• WORKING DATA:
===

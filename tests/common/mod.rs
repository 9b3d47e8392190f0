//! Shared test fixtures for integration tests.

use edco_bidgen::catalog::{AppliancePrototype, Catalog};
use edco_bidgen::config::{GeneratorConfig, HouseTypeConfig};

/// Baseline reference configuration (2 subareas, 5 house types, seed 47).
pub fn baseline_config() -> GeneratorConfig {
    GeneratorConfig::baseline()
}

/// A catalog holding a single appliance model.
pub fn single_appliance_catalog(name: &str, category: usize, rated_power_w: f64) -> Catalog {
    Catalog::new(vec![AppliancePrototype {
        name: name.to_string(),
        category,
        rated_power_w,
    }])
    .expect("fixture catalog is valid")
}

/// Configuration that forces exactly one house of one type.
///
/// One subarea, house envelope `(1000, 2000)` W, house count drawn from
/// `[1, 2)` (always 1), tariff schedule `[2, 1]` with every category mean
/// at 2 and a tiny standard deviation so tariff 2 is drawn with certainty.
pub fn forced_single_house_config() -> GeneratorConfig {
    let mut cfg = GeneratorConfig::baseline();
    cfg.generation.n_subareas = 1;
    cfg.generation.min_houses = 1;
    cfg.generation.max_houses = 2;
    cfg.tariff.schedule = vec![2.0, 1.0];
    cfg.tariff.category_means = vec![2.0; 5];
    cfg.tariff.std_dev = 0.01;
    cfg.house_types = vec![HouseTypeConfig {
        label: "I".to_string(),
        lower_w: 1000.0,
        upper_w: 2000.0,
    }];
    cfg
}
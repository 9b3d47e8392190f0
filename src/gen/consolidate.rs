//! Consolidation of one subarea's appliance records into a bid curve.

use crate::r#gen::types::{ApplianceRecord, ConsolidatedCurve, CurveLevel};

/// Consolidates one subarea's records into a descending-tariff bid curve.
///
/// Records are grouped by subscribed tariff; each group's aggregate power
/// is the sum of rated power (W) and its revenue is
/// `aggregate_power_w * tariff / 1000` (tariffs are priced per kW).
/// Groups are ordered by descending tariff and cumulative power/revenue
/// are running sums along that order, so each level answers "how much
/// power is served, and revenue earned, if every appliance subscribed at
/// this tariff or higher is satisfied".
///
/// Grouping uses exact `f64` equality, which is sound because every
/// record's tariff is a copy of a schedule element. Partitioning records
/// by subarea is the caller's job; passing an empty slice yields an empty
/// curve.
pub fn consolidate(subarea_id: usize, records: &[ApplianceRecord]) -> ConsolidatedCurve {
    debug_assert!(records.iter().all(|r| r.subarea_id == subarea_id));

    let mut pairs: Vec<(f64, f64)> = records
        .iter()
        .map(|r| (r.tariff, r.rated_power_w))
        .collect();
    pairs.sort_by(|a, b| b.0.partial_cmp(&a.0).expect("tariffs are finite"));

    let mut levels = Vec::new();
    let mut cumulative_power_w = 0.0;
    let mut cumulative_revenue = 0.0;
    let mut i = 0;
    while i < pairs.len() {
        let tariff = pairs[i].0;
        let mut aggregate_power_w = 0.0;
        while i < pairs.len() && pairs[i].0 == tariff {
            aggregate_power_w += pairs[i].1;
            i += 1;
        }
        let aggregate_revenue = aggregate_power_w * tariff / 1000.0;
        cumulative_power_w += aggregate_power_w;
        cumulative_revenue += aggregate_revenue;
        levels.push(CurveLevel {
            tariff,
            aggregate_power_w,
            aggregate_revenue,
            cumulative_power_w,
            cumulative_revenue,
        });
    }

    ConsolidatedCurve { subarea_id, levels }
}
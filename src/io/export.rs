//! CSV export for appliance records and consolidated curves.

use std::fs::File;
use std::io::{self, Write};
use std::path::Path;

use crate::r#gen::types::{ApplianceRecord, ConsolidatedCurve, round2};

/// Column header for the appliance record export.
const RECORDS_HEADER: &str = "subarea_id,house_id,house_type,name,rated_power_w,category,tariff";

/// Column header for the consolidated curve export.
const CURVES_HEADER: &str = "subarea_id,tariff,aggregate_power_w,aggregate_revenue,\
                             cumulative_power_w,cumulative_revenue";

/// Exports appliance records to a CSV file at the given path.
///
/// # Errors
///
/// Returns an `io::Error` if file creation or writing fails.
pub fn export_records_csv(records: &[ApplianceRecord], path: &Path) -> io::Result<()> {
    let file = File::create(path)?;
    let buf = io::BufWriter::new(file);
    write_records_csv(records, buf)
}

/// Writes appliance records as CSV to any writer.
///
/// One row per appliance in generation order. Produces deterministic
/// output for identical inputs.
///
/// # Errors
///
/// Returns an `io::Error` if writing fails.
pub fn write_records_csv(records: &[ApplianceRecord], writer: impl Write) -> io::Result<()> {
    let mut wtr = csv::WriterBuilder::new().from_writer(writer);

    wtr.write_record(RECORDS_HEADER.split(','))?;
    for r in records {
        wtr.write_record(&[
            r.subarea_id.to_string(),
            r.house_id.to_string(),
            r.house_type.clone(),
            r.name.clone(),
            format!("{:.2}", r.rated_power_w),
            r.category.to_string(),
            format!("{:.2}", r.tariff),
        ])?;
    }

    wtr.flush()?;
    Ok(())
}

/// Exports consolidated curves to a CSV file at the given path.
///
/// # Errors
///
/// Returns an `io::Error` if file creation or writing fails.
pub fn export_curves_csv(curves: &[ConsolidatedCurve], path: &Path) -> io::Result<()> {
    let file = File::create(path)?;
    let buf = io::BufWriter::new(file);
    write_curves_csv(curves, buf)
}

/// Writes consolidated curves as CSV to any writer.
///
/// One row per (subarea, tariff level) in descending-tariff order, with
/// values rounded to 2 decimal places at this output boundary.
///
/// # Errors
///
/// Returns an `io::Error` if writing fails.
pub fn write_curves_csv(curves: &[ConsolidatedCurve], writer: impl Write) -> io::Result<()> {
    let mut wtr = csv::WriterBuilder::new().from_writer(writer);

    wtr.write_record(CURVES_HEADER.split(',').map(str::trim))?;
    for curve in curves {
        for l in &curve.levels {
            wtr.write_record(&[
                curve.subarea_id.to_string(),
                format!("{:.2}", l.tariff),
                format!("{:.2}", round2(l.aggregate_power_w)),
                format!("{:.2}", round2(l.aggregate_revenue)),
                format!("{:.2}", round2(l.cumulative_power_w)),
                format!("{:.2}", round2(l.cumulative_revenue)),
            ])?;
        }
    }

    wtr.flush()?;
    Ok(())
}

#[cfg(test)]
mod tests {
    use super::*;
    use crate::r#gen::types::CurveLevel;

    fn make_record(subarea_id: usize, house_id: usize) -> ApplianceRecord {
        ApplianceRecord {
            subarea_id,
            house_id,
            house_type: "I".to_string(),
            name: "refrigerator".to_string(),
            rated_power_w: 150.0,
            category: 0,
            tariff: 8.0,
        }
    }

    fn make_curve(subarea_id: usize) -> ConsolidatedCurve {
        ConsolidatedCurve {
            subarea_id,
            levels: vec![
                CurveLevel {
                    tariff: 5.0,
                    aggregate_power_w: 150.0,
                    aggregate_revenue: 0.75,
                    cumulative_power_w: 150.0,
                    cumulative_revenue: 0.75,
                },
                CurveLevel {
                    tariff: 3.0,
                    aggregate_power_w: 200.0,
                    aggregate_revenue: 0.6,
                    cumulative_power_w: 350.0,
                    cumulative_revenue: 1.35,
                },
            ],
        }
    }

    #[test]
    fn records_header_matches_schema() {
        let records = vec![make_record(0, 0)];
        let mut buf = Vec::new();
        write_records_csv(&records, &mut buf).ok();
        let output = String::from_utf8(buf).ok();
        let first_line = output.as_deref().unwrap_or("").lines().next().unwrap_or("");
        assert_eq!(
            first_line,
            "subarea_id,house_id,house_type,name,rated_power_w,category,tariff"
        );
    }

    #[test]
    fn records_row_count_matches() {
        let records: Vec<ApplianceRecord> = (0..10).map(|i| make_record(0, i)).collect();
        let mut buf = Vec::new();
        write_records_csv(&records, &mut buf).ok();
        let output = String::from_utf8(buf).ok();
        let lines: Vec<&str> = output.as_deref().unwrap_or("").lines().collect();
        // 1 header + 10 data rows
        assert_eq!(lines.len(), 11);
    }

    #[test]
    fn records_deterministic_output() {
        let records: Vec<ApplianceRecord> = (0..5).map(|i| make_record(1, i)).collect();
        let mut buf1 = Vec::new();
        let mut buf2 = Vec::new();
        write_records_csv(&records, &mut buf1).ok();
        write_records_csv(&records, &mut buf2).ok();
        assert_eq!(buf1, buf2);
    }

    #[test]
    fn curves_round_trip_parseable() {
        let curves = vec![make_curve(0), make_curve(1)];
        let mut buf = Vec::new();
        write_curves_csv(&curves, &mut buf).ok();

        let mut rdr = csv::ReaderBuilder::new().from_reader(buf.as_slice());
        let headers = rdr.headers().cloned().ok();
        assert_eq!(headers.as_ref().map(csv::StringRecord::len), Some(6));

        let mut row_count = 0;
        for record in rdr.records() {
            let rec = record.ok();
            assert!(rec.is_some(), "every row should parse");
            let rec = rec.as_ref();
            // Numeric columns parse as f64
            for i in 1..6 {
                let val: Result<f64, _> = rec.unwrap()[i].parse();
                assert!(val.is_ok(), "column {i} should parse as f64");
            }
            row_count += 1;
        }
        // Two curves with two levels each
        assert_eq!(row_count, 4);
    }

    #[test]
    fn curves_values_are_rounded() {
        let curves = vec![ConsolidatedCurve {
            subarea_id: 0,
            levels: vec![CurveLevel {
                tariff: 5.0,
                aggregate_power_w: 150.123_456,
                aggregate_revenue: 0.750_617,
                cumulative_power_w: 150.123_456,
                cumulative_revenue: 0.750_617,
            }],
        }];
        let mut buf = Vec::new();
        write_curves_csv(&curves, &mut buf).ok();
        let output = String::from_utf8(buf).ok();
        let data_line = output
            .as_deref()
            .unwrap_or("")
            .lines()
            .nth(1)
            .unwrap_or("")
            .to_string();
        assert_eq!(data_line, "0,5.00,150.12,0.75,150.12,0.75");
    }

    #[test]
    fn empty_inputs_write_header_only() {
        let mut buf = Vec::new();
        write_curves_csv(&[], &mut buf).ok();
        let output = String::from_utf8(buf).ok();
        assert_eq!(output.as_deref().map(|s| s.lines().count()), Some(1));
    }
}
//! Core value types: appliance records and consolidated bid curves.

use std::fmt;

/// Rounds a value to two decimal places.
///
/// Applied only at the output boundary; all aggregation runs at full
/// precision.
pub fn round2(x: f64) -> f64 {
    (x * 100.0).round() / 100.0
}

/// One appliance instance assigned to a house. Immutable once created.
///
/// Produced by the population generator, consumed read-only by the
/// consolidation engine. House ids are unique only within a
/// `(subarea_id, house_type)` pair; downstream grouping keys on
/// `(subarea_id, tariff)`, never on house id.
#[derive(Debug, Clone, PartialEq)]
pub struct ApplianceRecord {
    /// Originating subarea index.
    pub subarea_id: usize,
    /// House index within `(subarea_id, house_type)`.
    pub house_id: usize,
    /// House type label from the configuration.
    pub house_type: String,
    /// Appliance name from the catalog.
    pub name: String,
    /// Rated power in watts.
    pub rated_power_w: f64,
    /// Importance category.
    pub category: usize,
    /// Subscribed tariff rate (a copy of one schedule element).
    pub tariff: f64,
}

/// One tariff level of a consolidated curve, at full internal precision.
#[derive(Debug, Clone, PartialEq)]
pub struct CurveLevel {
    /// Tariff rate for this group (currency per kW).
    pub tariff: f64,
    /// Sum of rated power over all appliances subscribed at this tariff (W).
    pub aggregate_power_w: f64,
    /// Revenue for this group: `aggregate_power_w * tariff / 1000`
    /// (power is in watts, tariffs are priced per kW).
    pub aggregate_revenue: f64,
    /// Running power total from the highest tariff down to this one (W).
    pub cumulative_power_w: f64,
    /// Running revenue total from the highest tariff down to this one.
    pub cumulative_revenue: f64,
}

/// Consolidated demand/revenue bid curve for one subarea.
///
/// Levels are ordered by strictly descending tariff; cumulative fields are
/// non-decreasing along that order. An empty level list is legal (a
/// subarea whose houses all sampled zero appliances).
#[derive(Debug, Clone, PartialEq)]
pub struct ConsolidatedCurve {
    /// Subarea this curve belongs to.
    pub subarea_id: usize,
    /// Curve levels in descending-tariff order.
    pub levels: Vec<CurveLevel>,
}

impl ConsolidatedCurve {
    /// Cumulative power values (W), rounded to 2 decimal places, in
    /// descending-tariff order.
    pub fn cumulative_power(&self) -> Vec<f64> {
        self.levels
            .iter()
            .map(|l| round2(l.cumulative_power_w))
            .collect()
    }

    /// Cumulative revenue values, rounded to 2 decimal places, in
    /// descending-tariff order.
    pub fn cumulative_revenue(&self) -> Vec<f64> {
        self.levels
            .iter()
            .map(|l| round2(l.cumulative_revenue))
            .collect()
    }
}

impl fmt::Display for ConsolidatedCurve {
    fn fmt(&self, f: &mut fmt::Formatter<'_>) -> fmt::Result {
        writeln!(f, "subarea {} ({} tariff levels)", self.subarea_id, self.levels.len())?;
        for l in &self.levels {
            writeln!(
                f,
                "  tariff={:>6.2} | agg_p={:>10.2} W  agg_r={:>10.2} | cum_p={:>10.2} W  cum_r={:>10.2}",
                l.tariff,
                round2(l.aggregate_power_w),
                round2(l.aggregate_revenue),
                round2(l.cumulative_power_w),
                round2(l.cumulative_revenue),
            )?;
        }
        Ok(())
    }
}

===

• WHAT THE TASK ASKS: Note each line above that contains "crate" and copy it out.

• WRITTEN SOLUTION:
use crate::r#gen::types::{ApplianceRecord, ConsolidatedCurve, CurveLevel};
use crate::r#gen::types::{ApplianceRecord, ConsolidatedCurve, round2};
    use crate::r#gen::types::CurveLevel;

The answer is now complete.